I’ve never been more hopeless for our country.
Our major cities are overrun with crime. A single murder in a city like Chicago doesn’t even make the local news. But the crime has not been confined to urban areas. In recent days there have been two stories of mass murders in small, relatively rural American towns.
People are angry. They fight for no good reason. We are fractured from one another. We’ve forgotten how to get along. Rather than looking at others simply as human beings, we have grouped everyone into their own community. And all of those communities just can’t figure out how to get along.
Even churches aren’t immune from the bad news. People who have shared the same general worship space for years and who claim to worship the same God act as if they hate each other. Prayer has been replaced with gossip. Worship has been replaced by entertainment. Defensiveness and skepticism have taken the place of repentance.
I’ll spare you the details on the family. Just know that things are bad there too.
It’s times like these when Christians need to evaluate where they are finding their hope. If it’s in safety, getting along with everyone, the church or the family, we’re all in trouble. The one good thing about dark times is that they serve as a painful reminder of the Church’s real hope.
It’s a hope that cannot be voted on, hired, drafted or built. Rather, it is a hope without beginning or end. It is a hope that is faithful to the end.
Our hope is Jesus Christ.
In the first chapter of Colossians, Paul reminded his readers of that. But he didn’t do so by explaining how hard they had to work to pull themselves up out of trouble. He did it by describing how big Jesus Christ is.
More than just a simple carpenter or teacher, Jesus is God.
He is the image of the invisible God, the firstborn of all creation. Colossians 1:15 (ESV)
But he isn’t just God in the sense that many people think of. He isn’t just God over heaven or spiritual things. He is God over all creation.
For by him all things were created, in heaven and on earth, visible and invisible, whether thrones or dominions or rulers or authorities—all things were created through him and for him. Colossians 1:16 (ESV)
Not one thing has ever happened or ever will happen in spiritual warfare, politics, family life, international trade meetings or family meals that is beyond Jesus Christ. Even the most minute details of life are governed by him. He is God of the small things too. No matter how chaotic or insignificant the details and worries of your life may seem, they are held together by Jesus Christ.
And he is before all things, and in him all things hold together. Colossians 1:17 (ESV)
Finally, Jesus is God of the Church.
And he is the head of the body, the church. He is the beginning, the firstborn from the dead, that in everything he might be preeminent. Colossians 1:18 (ESV)
He is the head of the Church. To be clear, he may not be the head of your church. If that’s the case, find a new one. Quick.
I have never felt more hopeless for our country. But I have never been more assured of the Church’s future. That’s because Jesus didn’t die for America or Germany or Uganda. He died for his Church. And he is the head of his Church.

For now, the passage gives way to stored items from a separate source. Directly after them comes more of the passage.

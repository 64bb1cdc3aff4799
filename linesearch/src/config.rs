//! Engine configuration.
//!
//! Configuration is usually read from a TOML file:
//!
//! ```toml
//! deduplicate_any = true
//! parallel_threshold = 4096
//! default_strategy = "ANY"
//! ```
//!
//! Every key is optional; missing keys take their defaults.

use std::path::Path;

use serde::{Deserialize, Serialize};

use crate::error::{Result, SearchError};
use crate::index::DEFAULT_PARALLEL_THRESHOLD;
use crate::query::MatchStrategy;
use crate::search::MatchOptions;

/// Configuration for an [`Engine`](crate::Engine).
#[derive(Debug, Clone, PartialEq, Eq, Serialize, Deserialize)]
#[serde(default, deny_unknown_fields)]
pub struct SearchConfig {
    /// Report each record at most once for ANY queries.
    pub deduplicate_any: bool,
    /// Record count at which the index is built in parallel.
    pub parallel_threshold: usize,
    /// Strategy used when a caller does not name one.
    pub default_strategy: MatchStrategy,
}

impl SearchConfig {
    pub fn new() -> Self {
        SearchConfig {
            deduplicate_any: true,
            parallel_threshold: DEFAULT_PARALLEL_THRESHOLD,
            default_strategy: MatchStrategy::Any,
        }
    }

    pub fn builder() -> SearchConfigBuilder {
        SearchConfigBuilder::default()
    }

    /// Parse a configuration from TOML text.
    pub fn from_toml_str(s: &str) -> Result<Self> {
        let config: SearchConfig =
            toml::from_str(s).map_err(|e| SearchError::invalid_config(e.to_string()))?;
        config.validate()?;
        Ok(config)
    }

    /// Load a configuration file.
    pub fn load(path: impl AsRef<Path>) -> Result<Self> {
        let path = path.as_ref();
        let content = std::fs::read_to_string(path).map_err(|e| match e.kind() {
            std::io::ErrorKind::NotFound => SearchError::not_found(path),
            _ => SearchError::Io(e),
        })?;
        Self::from_toml_str(&content)
    }

    pub fn validate(&self) -> Result<()> {
        if self.parallel_threshold == 0 {
            return Err(SearchError::invalid_config(
                "parallel_threshold must be at least 1",
            ));
        }
        Ok(())
    }

    pub fn match_options(&self) -> MatchOptions {
        MatchOptions {
            deduplicate_any: self.deduplicate_any,
        }
    }
}

impl Default for SearchConfig {
    fn default() -> Self {
        Self::new()
    }
}

#[derive(Debug, Default)]
pub struct SearchConfigBuilder {
    deduplicate_any: Option<bool>,
    parallel_threshold: Option<usize>,
    default_strategy: Option<MatchStrategy>,
}

impl SearchConfigBuilder {
    pub fn deduplicate_any(mut self, deduplicate: bool) -> Self {
        self.deduplicate_any = Some(deduplicate);
        self
    }

    pub fn parallel_threshold(mut self, threshold: usize) -> Self {
        self.parallel_threshold = Some(threshold);
        self
    }

    pub fn default_strategy(mut self, strategy: MatchStrategy) -> Self {
        self.default_strategy = Some(strategy);
        self
    }

    pub fn build(self) -> SearchConfig {
        let defaults = SearchConfig::new();
        SearchConfig {
            deduplicate_any: self.deduplicate_any.unwrap_or(defaults.deduplicate_any),
            parallel_threshold: self
                .parallel_threshold
                .unwrap_or(defaults.parallel_threshold),
            default_strategy: self.default_strategy.unwrap_or(defaults.default_strategy),
        }
    }
}

#[cfg(test)]
mod tests {
    use super::*;

    #[test]
    fn test_defaults() {
        let config = SearchConfig::default();
        assert!(config.deduplicate_any);
        assert_eq!(config.parallel_threshold, DEFAULT_PARALLEL_THRESHOLD);
        assert_eq!(config.default_strategy, MatchStrategy::Any);
        assert_eq!(SearchConfig::from_toml_str("").unwrap(), config);
    }

    #[test]
    fn test_from_toml() {
        let config = SearchConfig::from_toml_str(
            r#"
            deduplicate_any = false
            parallel_threshold = 16
            default_strategy = "NONE"
            "#,
        )
        .unwrap();

        assert!(!config.deduplicate_any);
        assert_eq!(config.parallel_threshold, 16);
        assert_eq!(config.default_strategy, MatchStrategy::None);
        assert!(!config.match_options().deduplicate_any);
    }

    #[test]
    fn test_rejects_unknown_keys() {
        let err = SearchConfig::from_toml_str("ranking = true").unwrap_err();
        assert!(matches!(err, SearchError::InvalidConfig(_)));
    }

    #[test]
    fn test_rejects_zero_threshold() {
        let err = SearchConfig::from_toml_str("parallel_threshold = 0").unwrap_err();
        assert!(matches!(err, SearchError::InvalidConfig(_)));
    }

    #[test]
    fn test_rejects_unknown_strategy() {
        assert!(SearchConfig::from_toml_str(r#"default_strategy = "SOME""#).is_err());
    }

    #[test]
    fn test_builder() {
        let config = SearchConfig::builder()
            .deduplicate_any(false)
            .default_strategy(MatchStrategy::All)
            .build();
        assert!(!config.deduplicate_any);
        assert_eq!(config.default_strategy, MatchStrategy::All);
        assert_eq!(config.parallel_threshold, DEFAULT_PARALLEL_THRESHOLD);
    }

    #[test]
    fn test_load_missing_file() {
        let dir = tempfile::tempdir().unwrap();
        let err = SearchConfig::load(dir.path().join("linesearch.toml")).unwrap_err();
        assert!(err.is_not_found());
    }
}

If you are a Christian, you belong to that body we call the Church whose head is Christ. And here’s the good news. If a body has Christ as its head, that body will never die.

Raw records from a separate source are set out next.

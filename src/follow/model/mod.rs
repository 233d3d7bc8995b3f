//! Domain model for follows and the orders they maintain.
//!
//! # Submodules and Types
//!
//! - `follow`: the [`Follow`] control entity, its status and the traded
//!     [`Pair`].
//! - `order`: user-declared [`Order`] intents, venue order snapshots and the
//!     status mappings between them.
//! - `request`: boundary documents accepted from and returned to the ingress,
//!     including the out-of-band [`request::ExchangeIdentity`].
//!
pub mod follow;
pub mod order;
pub mod request;

pub use follow::{Follow, FollowStatus, Pair};
pub use order::{
    ExchangeOrder, ExchangeOrderStatus, Order, OrderSide, OrderStatus, OrderType,
    RelationCondition, StatusRelation,
};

Christian, when anxiety, fear and doubt try to take up residence in your life, do not turn to a presidential candidate for your hope. They will let you down. Do not look back to the good old days to bring you joy. They weren’t as heavenly as you like to think.
Instead, look to Christ.
He is God.
He is good.
He rules over all things, even the little things.
And he loves you.
You have no reason to lose hope.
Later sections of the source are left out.